Start of Block

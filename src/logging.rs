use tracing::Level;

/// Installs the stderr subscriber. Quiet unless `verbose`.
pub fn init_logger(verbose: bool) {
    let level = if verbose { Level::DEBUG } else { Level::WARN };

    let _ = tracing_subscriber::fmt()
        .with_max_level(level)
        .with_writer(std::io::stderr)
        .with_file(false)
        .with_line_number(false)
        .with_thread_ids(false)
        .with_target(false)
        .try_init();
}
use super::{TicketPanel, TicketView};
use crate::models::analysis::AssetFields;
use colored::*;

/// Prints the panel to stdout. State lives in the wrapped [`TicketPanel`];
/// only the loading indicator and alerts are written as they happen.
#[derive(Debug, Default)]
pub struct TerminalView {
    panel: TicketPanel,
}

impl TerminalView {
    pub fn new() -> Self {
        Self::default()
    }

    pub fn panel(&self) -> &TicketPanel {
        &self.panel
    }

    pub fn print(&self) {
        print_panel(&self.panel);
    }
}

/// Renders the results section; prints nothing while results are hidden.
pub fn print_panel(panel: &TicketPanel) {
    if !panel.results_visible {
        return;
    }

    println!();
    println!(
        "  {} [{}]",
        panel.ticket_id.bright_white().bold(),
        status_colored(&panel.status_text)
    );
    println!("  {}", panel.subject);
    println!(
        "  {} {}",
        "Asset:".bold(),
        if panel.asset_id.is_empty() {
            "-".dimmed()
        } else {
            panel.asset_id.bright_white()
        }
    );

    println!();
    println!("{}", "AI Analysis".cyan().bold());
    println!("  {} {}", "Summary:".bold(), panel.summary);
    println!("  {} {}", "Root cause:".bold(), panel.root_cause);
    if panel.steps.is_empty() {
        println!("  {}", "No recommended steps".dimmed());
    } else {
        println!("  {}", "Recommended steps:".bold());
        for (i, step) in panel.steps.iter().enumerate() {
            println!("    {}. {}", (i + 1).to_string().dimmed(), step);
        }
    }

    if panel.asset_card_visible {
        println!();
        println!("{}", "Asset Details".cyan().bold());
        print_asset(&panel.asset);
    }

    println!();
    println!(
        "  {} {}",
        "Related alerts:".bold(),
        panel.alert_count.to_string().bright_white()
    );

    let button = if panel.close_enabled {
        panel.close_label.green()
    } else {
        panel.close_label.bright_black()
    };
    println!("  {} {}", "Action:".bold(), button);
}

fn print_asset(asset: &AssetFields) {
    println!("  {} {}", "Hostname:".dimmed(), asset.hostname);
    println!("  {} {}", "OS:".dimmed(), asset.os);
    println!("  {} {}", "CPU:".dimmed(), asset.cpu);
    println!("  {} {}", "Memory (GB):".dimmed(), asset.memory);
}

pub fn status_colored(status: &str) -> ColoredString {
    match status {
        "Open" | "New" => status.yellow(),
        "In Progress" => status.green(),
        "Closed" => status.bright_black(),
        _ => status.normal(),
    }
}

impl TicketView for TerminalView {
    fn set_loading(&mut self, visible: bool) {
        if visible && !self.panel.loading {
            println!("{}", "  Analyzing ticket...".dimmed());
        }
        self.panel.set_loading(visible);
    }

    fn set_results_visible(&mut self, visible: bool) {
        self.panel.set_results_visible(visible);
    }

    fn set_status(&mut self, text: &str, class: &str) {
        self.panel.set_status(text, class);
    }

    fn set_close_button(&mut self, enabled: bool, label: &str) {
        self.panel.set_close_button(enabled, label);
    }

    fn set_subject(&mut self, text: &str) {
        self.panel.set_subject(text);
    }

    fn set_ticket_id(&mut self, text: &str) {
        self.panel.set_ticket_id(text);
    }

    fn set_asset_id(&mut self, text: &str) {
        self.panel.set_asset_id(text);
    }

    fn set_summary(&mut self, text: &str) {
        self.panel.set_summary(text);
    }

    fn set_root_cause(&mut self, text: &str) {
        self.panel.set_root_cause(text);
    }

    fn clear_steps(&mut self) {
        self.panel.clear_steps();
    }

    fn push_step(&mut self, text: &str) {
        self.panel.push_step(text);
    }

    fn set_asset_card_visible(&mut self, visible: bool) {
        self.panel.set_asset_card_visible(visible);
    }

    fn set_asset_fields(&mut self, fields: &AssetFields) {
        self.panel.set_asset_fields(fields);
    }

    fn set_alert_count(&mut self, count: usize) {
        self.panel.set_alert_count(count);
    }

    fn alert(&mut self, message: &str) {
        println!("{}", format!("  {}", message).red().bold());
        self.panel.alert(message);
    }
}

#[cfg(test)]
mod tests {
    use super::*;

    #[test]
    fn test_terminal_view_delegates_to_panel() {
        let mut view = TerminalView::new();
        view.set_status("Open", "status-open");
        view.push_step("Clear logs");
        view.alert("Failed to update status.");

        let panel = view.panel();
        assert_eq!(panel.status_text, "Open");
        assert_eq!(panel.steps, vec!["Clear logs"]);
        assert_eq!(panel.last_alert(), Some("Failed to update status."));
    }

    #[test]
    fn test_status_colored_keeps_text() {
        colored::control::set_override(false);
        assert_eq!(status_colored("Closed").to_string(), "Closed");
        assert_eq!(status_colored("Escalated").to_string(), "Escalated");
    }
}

End of Block
Start of Block

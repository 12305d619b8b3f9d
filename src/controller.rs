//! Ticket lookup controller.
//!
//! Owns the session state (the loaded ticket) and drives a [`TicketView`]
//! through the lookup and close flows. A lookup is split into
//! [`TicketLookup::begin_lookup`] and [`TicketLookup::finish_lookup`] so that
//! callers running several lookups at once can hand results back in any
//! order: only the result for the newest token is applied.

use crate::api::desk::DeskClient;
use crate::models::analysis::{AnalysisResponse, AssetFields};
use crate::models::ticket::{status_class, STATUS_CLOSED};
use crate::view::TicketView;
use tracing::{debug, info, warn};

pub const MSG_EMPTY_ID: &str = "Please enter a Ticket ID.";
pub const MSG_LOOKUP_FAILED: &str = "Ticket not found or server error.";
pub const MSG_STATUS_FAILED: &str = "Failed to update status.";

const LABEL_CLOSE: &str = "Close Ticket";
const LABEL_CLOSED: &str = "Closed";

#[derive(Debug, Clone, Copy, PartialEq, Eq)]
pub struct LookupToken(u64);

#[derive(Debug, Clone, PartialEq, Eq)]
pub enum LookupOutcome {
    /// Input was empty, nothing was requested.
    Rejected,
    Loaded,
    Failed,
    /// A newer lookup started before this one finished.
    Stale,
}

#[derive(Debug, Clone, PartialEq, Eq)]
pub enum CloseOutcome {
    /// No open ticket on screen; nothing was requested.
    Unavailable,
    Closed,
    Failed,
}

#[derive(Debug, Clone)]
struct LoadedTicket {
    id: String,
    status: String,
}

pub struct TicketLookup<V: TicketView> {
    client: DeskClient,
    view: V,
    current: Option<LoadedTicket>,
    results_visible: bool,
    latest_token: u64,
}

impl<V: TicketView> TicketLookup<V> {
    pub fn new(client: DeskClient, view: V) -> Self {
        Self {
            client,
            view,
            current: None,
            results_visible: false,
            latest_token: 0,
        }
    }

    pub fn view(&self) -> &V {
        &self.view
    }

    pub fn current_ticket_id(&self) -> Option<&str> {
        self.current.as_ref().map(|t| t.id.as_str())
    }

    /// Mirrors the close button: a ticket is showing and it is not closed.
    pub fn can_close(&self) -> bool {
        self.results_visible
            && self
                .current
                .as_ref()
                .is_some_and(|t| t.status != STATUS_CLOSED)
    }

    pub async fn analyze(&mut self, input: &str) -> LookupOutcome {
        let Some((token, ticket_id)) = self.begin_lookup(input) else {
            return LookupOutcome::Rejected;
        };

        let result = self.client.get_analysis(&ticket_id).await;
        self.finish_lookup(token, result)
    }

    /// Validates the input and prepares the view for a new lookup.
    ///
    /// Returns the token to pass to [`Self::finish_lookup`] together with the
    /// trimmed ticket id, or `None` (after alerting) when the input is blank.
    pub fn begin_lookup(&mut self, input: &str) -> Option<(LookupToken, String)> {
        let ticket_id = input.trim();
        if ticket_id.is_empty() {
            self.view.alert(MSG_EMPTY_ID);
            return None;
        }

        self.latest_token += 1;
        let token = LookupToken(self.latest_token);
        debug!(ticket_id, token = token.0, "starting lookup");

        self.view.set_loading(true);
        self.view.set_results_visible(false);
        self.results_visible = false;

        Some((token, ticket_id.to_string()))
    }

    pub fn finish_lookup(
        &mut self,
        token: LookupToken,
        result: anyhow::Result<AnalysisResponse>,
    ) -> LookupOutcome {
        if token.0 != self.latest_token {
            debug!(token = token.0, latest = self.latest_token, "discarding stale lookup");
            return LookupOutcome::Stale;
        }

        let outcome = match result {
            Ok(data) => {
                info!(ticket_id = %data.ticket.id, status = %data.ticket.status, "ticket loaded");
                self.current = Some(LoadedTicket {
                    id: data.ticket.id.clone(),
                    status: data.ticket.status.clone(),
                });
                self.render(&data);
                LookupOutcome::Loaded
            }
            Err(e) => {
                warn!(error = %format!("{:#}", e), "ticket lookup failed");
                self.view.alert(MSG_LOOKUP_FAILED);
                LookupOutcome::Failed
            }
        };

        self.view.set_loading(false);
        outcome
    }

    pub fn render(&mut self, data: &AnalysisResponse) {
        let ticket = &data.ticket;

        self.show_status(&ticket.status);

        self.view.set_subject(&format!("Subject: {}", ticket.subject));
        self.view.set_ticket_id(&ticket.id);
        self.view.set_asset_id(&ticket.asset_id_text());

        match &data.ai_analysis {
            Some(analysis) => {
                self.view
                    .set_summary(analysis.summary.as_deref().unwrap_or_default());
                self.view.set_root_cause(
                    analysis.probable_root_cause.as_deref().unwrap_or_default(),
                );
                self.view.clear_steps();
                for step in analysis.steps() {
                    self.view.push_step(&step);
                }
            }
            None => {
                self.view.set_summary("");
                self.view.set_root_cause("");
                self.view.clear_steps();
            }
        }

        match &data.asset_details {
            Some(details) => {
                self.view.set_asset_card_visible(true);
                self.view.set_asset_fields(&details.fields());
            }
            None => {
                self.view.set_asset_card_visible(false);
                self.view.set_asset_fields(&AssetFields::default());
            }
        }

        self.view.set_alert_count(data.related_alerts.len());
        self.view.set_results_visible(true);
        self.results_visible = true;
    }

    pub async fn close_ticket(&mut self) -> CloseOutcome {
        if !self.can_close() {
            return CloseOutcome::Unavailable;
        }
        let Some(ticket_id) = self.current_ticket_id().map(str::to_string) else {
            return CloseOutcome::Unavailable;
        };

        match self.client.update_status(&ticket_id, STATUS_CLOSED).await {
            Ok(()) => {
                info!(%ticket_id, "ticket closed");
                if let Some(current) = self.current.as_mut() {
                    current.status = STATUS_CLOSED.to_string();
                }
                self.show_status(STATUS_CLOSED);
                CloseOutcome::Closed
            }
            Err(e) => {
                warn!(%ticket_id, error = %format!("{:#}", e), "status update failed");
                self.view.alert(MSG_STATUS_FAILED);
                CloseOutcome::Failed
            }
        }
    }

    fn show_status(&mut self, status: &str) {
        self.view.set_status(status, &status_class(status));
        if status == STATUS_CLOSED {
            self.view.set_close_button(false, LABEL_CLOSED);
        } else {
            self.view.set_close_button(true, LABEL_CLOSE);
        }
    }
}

End of Block

▸ Activity
Would you print exactly, and only, the lines of the data above from the line with "filename src/logging.rs" through the line with "use colored::*;", inclusive?

▸ Response below
filename src/logging.rs
use tracing::Level;

/// Installs the stderr subscriber. Quiet unless `verbose`.
pub fn init_logger(verbose: bool) {
    let level = if verbose { Level::DEBUG } else { Level::WARN };

    let _ = tracing_subscriber::fmt()
        .with_max_level(level)
        .with_writer(std::io::stderr)
        .with_file(false)
        .with_line_number(false)
        .with_thread_ids(false)
        .with_target(false)
        .try_init();
}
use super::{TicketPanel, TicketView};
use crate::models::analysis::AssetFields;
use colored::*;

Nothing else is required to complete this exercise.